Third part is shorter and is a high level discussion on tools. Mainly pointers on how to achieve testability.
The main material is mixed up with short real world stories that complements and the more theoretical main discussions.
Farley comes across to me as he know what he is talking about both from a practical viewpoint and a more theoretical side. He have been working with software development himself for many years but he also makes multiple references to valid books and research showing that he has also done his homework by taking time to learn.
The material presented is in the book is maybe nothing ground breaking but it is presented in a good and clear way albeit sometimes at a very high level. There is however some deep dives into actual code snippets.
The "war stories" that breaks of the ordinary material regularly throughout the book complements the text very well and were both interesting as well as helping out to clarify the material.
All the software companies that I have worked at could greatly improve the quality and efficiency if managing to get everyone to understand and start following the concepts presented in the book. The same goes for me personally I can rarely be disciplined enough to work in the more structured way presented in the book even if it would help me greatly in the long run.
A downside about the book is that you can feel a bit like you are left hanging and wonder what to do next now. This is because the book is often written at a high level and lacks details. On the other hand so will this book in the way it is written be able to be relevant for a long time and might even in the future become one of the classic software development books.
I think software engineers beginning their career, or have heard about what good software engineering is and want to know more, will find value in this book - especially part 3.

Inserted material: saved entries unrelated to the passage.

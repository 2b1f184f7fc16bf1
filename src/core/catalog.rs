// ─── Remote Catalog Client ───
// Fetches release metadata for the multiplayer mod (product API) and the
// loader/mod frameworks (GitHub releases), producing uniform descriptors.
// No retry policy here; that belongs to the orchestrator.

use std::path::Path;

use async_trait::async_trait;
use chrono::{DateTime, Utc};
use futures_util::StreamExt;
use serde::{Deserialize, Serialize};
use tokio::io::AsyncWriteExt;
use tracing::{debug, info, warn};

use crate::core::config::{Arch, Platform};
use crate::core::error::{CompanionError, CompanionResult};
use crate::core::progress::ProgressSink;

const PRODUCT_RELEASES_URL: &str = "https://balatromp.com/api/releases";
const MOD_FRAMEWORK_RELEASES_URL: &str =
    "https://api.github.com/repos/Steamodded/smods/releases";
const LOADER_RELEASES_BASE_URL: &str =
    "https://github.com/ethangreen-dev/lovely-injector/releases";

/// Sentinel meaning "no pin": take whatever is newest.
pub const LATEST: &str = "latest";

/// Dependency versions a multiplayer release declares. Absent or `"latest"`
/// means unpinned.
#[derive(Debug, Clone, Default, PartialEq, Eq, Serialize, Deserialize)]
pub struct DependencyPins {
    pub loader_framework: Option<String>,
    pub mod_framework: Option<String>,
}

impl DependencyPins {
    /// A pin normalized so that the `"latest"` sentinel reads as absent.
    pub fn effective(pin: &Option<String>) -> Option<&str> {
        match pin.as_deref() {
            None => None,
            Some(p) if p.eq_ignore_ascii_case(LATEST) => None,
            Some(p) => Some(p),
        }
    }
}

/// Uniform release metadata, whichever remote it came from.
#[derive(Debug, Clone, Serialize)]
pub struct ReleaseDescriptor {
    pub version: String,
    pub download_url: String,
    pub display_name: String,
    pub published_at: Option<DateTime<Utc>>,
    pub pins: DependencyPins,
}

/// Wire shape of the product API's release list.
#[derive(Debug, Deserialize)]
struct ApiRelease {
    version: String,
    url: String,
    #[serde(default)]
    name: Option<String>,
    #[serde(default)]
    published_at: Option<DateTime<Utc>>,
    #[serde(default)]
    smods_version: Option<String>,
    #[serde(default)]
    lovely_version: Option<String>,
}

impl From<ApiRelease> for ReleaseDescriptor {
    fn from(r: ApiRelease) -> Self {
        let display_name = r.name.unwrap_or_else(|| r.version.clone());
        ReleaseDescriptor {
            version: r.version,
            download_url: r.url,
            display_name,
            published_at: r.published_at,
            pins: DependencyPins {
                loader_framework: r.lovely_version,
                mod_framework: r.smods_version,
            },
        }
    }
}

/// Wire shape of a GitHub release entry.
#[derive(Debug, Deserialize)]
struct GitHubRelease {
    tag_name: String,
    zipball_url: String,
    #[serde(default)]
    name: Option<String>,
    #[serde(default)]
    published_at: Option<DateTime<Utc>>,
}

impl From<GitHubRelease> for ReleaseDescriptor {
    fn from(r: GitHubRelease) -> Self {
        let display_name = r.name.unwrap_or_else(|| r.tag_name.clone());
        ReleaseDescriptor {
            version: r.tag_name,
            download_url: r.zipball_url,
            display_name,
            published_at: r.published_at,
            pins: DependencyPins::default(),
        }
    }
}

/// Loader archive asset name for the host. Linux deliberately takes the
/// Windows build: the game runs under Proton.
pub fn loader_asset_name(platform: Platform, arch: Arch) -> &'static str {
    match (platform, arch) {
        (Platform::Windows, _) | (Platform::Linux, _) => "lovely-x86_64-pc-windows-msvc.zip",
        (Platform::MacOs, Arch::Aarch64) => "lovely-aarch64-apple-darwin.tar.gz",
        (Platform::MacOs, Arch::X86_64) => "lovely-x86_64-apple-darwin.tar.gz",
    }
}

/// Network seam the orchestrator drives. Tests swap in an in-memory
/// implementation; production uses `CatalogClient`.
#[async_trait]
pub trait ReleaseProvider: Send + Sync {
    /// Available multiplayer releases, newest first.
    async fn list_multiplayer_releases(&self) -> CompanionResult<Vec<ReleaseDescriptor>>;

    /// Mod-framework release for a tag, or the newest when the tag is
    /// `"latest"` or absent upstream (absence must be warned, not swallowed).
    async fn mod_framework_release(&self, version: &str) -> CompanionResult<ReleaseDescriptor>;

    /// Loader-framework release for a tag. URL construction only; the
    /// project publishes fixed per-target asset names.
    fn loader_framework_release(
        &self,
        version: &str,
        platform: Platform,
        arch: Arch,
    ) -> CompanionResult<ReleaseDescriptor>;

    /// Stream an archive to `dest`, reporting percent within
    /// `[percent_from, percent_to]`.
    async fn download(
        &self,
        url: &str,
        dest: &Path,
        progress: &ProgressSink,
        percent_from: u8,
        percent_to: u8,
    ) -> CompanionResult<()>;
}

pub struct CatalogClient {
    client: reqwest::Client,
}

impl CatalogClient {
    pub fn new(client: reqwest::Client) -> Self {
        Self { client }
    }

    async fn fetch_json<T: serde::de::DeserializeOwned>(&self, url: &str) -> CompanionResult<T> {
        let response = self.client.get(url).send().await?;
        let status = response.status();
        if !status.is_success() {
            return Err(CompanionError::RemoteStatus {
                url: url.to_string(),
                status: status.as_u16(),
            });
        }
        Ok(response.json().await?)
    }

    async fn mod_framework_releases(&self) -> CompanionResult<Vec<GitHubRelease>> {
        self.fetch_json(MOD_FRAMEWORK_RELEASES_URL).await
    }
}

#[async_trait]
impl ReleaseProvider for CatalogClient {
    async fn list_multiplayer_releases(&self) -> CompanionResult<Vec<ReleaseDescriptor>> {
        info!("Fetching multiplayer release catalog...");
        let releases: Vec<ApiRelease> = self.fetch_json(PRODUCT_RELEASES_URL).await?;
        let mut descriptors: Vec<ReleaseDescriptor> =
            releases.into_iter().map(Into::into).collect();
        sort_releases_desc(&mut descriptors);
        info!("Loaded {} multiplayer releases", descriptors.len());
        Ok(descriptors)
    }

    async fn mod_framework_release(&self, version: &str) -> CompanionResult<ReleaseDescriptor> {
        let releases = self.mod_framework_releases().await?;
        if releases.is_empty() {
            return Err(CompanionError::VersionNotFound(version.to_string()));
        }

        if !version.eq_ignore_ascii_case(LATEST) {
            if let Some(release) = releases.iter().position(|r| r.tag_name == version) {
                let mut releases = releases;
                return Ok(releases.swap_remove(release).into());
            }
            warn!("Mod framework version {version} not found upstream, falling back to latest");
        }

        let mut releases = releases;
        Ok(releases.swap_remove(0).into())
    }

    fn loader_framework_release(
        &self,
        version: &str,
        platform: Platform,
        arch: Arch,
    ) -> CompanionResult<ReleaseDescriptor> {
        Ok(loader_release(version, platform, arch))
    }

    async fn download(
        &self,
        url: &str,
        dest: &Path,
        progress: &ProgressSink,
        percent_from: u8,
        percent_to: u8,
    ) -> CompanionResult<()> {
        if let Some(parent) = dest.parent() {
            tokio::fs::create_dir_all(parent)
                .await
                .map_err(|source| CompanionError::Io {
                    path: parent.to_path_buf(),
                    source,
                })?;
        }

        let response = self.client.get(url).send().await?;
        let status = response.status();
        if !status.is_success() {
            return Err(CompanionError::DownloadFailed {
                url: url.to_string(),
                status: status.as_u16(),
            });
        }

        let total_bytes = response.content_length();
        let mut downloaded: u64 = 0;
        let mut last_percent = percent_from;
        let mut stream = response.bytes_stream();

        let mut file = tokio::fs::File::create(dest)
            .await
            .map_err(|source| CompanionError::Io {
                path: dest.to_path_buf(),
                source,
            })?;

        while let Some(chunk) = stream.next().await {
            let chunk = chunk?;
            file.write_all(&chunk)
                .await
                .map_err(|source| CompanionError::Io {
                    path: dest.to_path_buf(),
                    source,
                })?;
            downloaded += chunk.len() as u64;

            if let Some(total) = total_bytes {
                if total > 0 {
                    let span = (percent_to - percent_from) as u64;
                    let percent =
                        percent_from + ((downloaded.min(total) * span) / total) as u8;
                    if percent > last_percent {
                        last_percent = percent;
                        progress.emit("Downloading...", Some(percent));
                    }
                }
            }
        }
        file.flush()
            .await
            .map_err(|source| CompanionError::Io {
                path: dest.to_path_buf(),
                source,
            })?;

        debug!("Downloaded {url} -> {:?} ({downloaded} bytes)", dest);
        Ok(())
    }
}

/// Loader release descriptors are constructed, not fetched: the project's
/// GitHub release assets follow fixed per-target names.
fn loader_release(version: &str, platform: Platform, arch: Arch) -> ReleaseDescriptor {
    let asset = loader_asset_name(platform, arch);
    let download_url = if version.eq_ignore_ascii_case(LATEST) {
        format!("{LOADER_RELEASES_BASE_URL}/latest/download/{asset}")
    } else {
        format!("{LOADER_RELEASES_BASE_URL}/download/{version}/{asset}")
    };
    ReleaseDescriptor {
        version: version.to_string(),
        download_url,
        display_name: format!("lovely {version}"),
        published_at: None,
        pins: DependencyPins::default(),
    }
}

/// Newest-first ordering. Heuristic only: leading dotted numeric components
/// compared descending, ties broken by raw string comparison. Suffixed
/// pre-release tags may mis-order; nothing correctness-critical keys off it.
pub fn sort_releases_desc(releases: &mut [ReleaseDescriptor]) {
    releases.sort_by(|a, b| {
        version_sort_key(&b.version)
            .cmp(&version_sort_key(&a.version))
            .then_with(|| b.version.cmp(&a.version))
    });
}

fn version_sort_key(version: &str) -> Vec<u64> {
    version
        .trim_start_matches(['v', 'V'])
        .split(['.', '-', '~'])
        .map_while(|part| part.parse::<u64>().ok())
        .collect()
}

#[cfg(test)]
mod tests {
    use super::*;

    #[test]
    fn deserialize_product_release() {
        let json = r#"{
            "version": "2.0.0",
            "url": "https://balatromp.com/releases/multiplayer-2.0.0.zip",
            "name": "Multiplayer 2.0.0",
            "published_at": "2025-05-30T12:00:00Z",
            "smods_version": "1.0.0~BETA-0530b",
            "lovely_version": "v0.7.1"
        }"#;
        let release: ApiRelease = serde_json::from_str(json).unwrap();
        let descriptor: ReleaseDescriptor = release.into();
        assert_eq!(descriptor.version, "2.0.0");
        assert_eq!(
            descriptor.pins.mod_framework.as_deref(),
            Some("1.0.0~BETA-0530b")
        );
        assert_eq!(descriptor.pins.loader_framework.as_deref(), Some("v0.7.1"));
    }

    #[test]
    fn deserialize_github_release() {
        let json = r#"{
            "tag_name": "1.0.0~BETA-0530b",
            "zipball_url": "https://api.github.com/repos/Steamodded/smods/zipball/1.0.0~BETA-0530b",
            "name": "Steamodded Beta",
            "published_at": "2025-05-30T08:30:00Z"
        }"#;
        let release: GitHubRelease = serde_json::from_str(json).unwrap();
        let descriptor: ReleaseDescriptor = release.into();
        assert_eq!(descriptor.version, "1.0.0~BETA-0530b");
        assert!(descriptor.pins.mod_framework.is_none());
    }

    #[test]
    fn loader_asset_matches_platform_and_arch() {
        assert_eq!(
            loader_asset_name(Platform::Windows, Arch::X86_64),
            "lovely-x86_64-pc-windows-msvc.zip"
        );
        // Proton runs the Windows build.
        assert_eq!(
            loader_asset_name(Platform::Linux, Arch::X86_64),
            "lovely-x86_64-pc-windows-msvc.zip"
        );
        assert_eq!(
            loader_asset_name(Platform::MacOs, Arch::Aarch64),
            "lovely-aarch64-apple-darwin.tar.gz"
        );
        assert_eq!(
            loader_asset_name(Platform::MacOs, Arch::X86_64),
            "lovely-x86_64-apple-darwin.tar.gz"
        );
    }

    #[test]
    fn loader_url_for_pinned_and_latest() {
        let pinned = loader_release("v0.7.1", Platform::Windows, Arch::X86_64);
        assert_eq!(
            pinned.download_url,
            "https://github.com/ethangreen-dev/lovely-injector/releases/download/v0.7.1/lovely-x86_64-pc-windows-msvc.zip"
        );
        let latest = loader_release(LATEST, Platform::MacOs, Arch::Aarch64);
        assert_eq!(
            latest.download_url,
            "https://github.com/ethangreen-dev/lovely-injector/releases/latest/download/lovely-aarch64-apple-darwin.tar.gz"
        );
    }

    #[test]
    fn releases_sort_newest_first() {
        let mut releases: Vec<ReleaseDescriptor> = ["1.9.0", "2.0.0", "1.10.0", "2.0.0-beta"]
            .iter()
            .map(|v| ReleaseDescriptor {
                version: v.to_string(),
                download_url: String::new(),
                display_name: v.to_string(),
                published_at: None,
                pins: DependencyPins::default(),
            })
            .collect();
        sort_releases_desc(&mut releases);
        let order: Vec<_> = releases.iter().map(|r| r.version.as_str()).collect();
        assert_eq!(order, vec!["2.0.0-beta", "2.0.0", "1.10.0", "1.9.0"]);
    }

    #[test]
    fn effective_pin_treats_latest_as_unpinned() {
        assert_eq!(DependencyPins::effective(&None), None);
        assert_eq!(DependencyPins::effective(&Some("latest".into())), None);
        assert_eq!(
            DependencyPins::effective(&Some("1.0.0".into())),
            Some("1.0.0")
        );
    }
}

However, as someone with nearly a decade of experience I didn't find much here I didn't already understand or agree with. The first two parts were heavy on anecdote and digression (which was odd when Dave kept telling us the value of science) which was a bit of a struggle and I can't say I got the message - maybe I need to re-read those parts.
If you're an intermediate to senior engineer at a decent engineering company I would give this a pass.
The main thing I got was to add Accelerate and Dave's other book, Continuous Delivery, to my reading list.
I have no idea why so many great engineers, who would never dream of writing code that is verbose, repetitive and convoluted, are quite comfortable writing books like that. This is one example. It could quite easily have been summarized as a couple of blog posts, none of the meaning would have been lost, in fact editing would have conveyed the few simple ideas at the heart of this book in a much clearer and more compelling way. It's very light on practical examples and many of the ideas are better explained in other books. If I wasn't already an experienced engineer, much of this would actually be hard to follow, largely because of how endlessly repetitive it is.